CSotD: I love happy endings, and conflict
Skip to commentsAs this cartoon indicates, Zapiro has not decided to shake hands and become friends.
As the web site Africartoons says, this is a happy ending to the immediate problem and a sharp continuation of the loyal opposition:
"(D)espite the best efforts of the Zuma regime to intimidate the media and curb its freedoms, we live in a country where the freedom of expression still thrives. This is evidenced by examples of fearless investigative journalism accompanied by a culture of hard hitting cartooning, which could easily claim to be amongst the freest in the world.
"Zapiro and The Sunday Times have done South Africa a great service in defending our freedom of expression, the existence of which ironically adds legitimacy to the government of the day. Unfortunately the present government cannot be relied upon to maintain this legacy, and so it is incumbent on all of us to protect it."
You don't have to be South African, or a cartoonist, to take pleasure in this outcome.
It's hard not to be jealous of a place where passions run so high, the dialogue is so pointed and the newspapers have such a sense of mission.
People in smaller countries have more personal bonds to government than we Americans. South Africa is hardly "small" in the overall sense, but its population is about a sixth of ours, and that's enough to matter.
People in these more compact democracies tend to feel about their national leaders the way we, in this hulking, oversized, overpopulated nation, feel about our Congressional representatives. And they feel about their MPs the way we feel about our various state reps.
Democracy is more vibrant there because it is more intimate.
South Africa itself faces, I think (and I hope South African readers will chime in if I'm getting this wrong), some unique challenges that are both difficult and enviable.
Start with the idea of a democracy so ethnically and culturally and racially diverse that it has 11 official languages.
On the one hand, you've got to be kidding me.
On the other hand, it does seem to force people out of their cones of silence and make them take other points of view into some consideration, however fleeting, and also tends to make them more aware of how they may appear to others.
Which is to say that, even when they're acting like jackasses, they kind of know it, or, at least, their friends and relations know it.
Quite a contrast to our own jackasses, who have enough fellow-travelers to be sheltered against opposing points of view.
One challenge the country faces, which is more common in Third World countries than in a more advanced nation such as South Africa, is that, despite not being a new nation, its government until recently famously continued and deepened the sense of colonialism that had gone before.
The lesson of colonialism is that whoever is in charge gets everything, and the difference between sending this booty back to some distant Motherland and amassing it to build mansions on site is purely geographic.
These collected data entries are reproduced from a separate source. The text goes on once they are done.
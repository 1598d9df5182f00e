//! Core of the Muzicvia music player.
//!
//! - [`permission`] decides which storage capability to ask for and records the answer.
//! - [`library`] scans storage roots into a deduplicated catalog of audio files.
//! - [`playback`] plays one track at a time through a small state machine.
//!
//! Failures the user should see are delivered as [`notice::Notice`] values;
//! everything else is logged through `tracing`.

pub mod config;
pub mod library;
pub mod logging;
pub mod notice;
pub mod permission;
pub mod playback;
This is not to suggest that only post-colonial nations foster this sort of thing, but, in those countries, it is stark and above-board for all to see.
This factor has been a godsend to the satiric comic strip Madam & Eve, which often refers to an incident involving ANC party members and … well, a picture is worth a thousand words …

… and readily translates to …

It is a nation in which, when the president is accused of raping an HIV-positive woman (a charge on which he was cleared), and explains that he protected himself from infection by showering afterwards, the nation's leading political cartoonist begins drawing him with a showerhead sticking out of his bald pate.
And so the president sues the cartoonist, whose newspaper, it should be noted, stands by the concept of free, dynamic commentary.
South Africa faces many challenges these days, but apathy is not one of them. I'm glad the lawsuit is over, I'm glad Zapiro is uncowed, and I envy South Africa, its cartoonists and its people, their challenges.
There are worse things than conflict, among which the worst may well be a lack of conflict.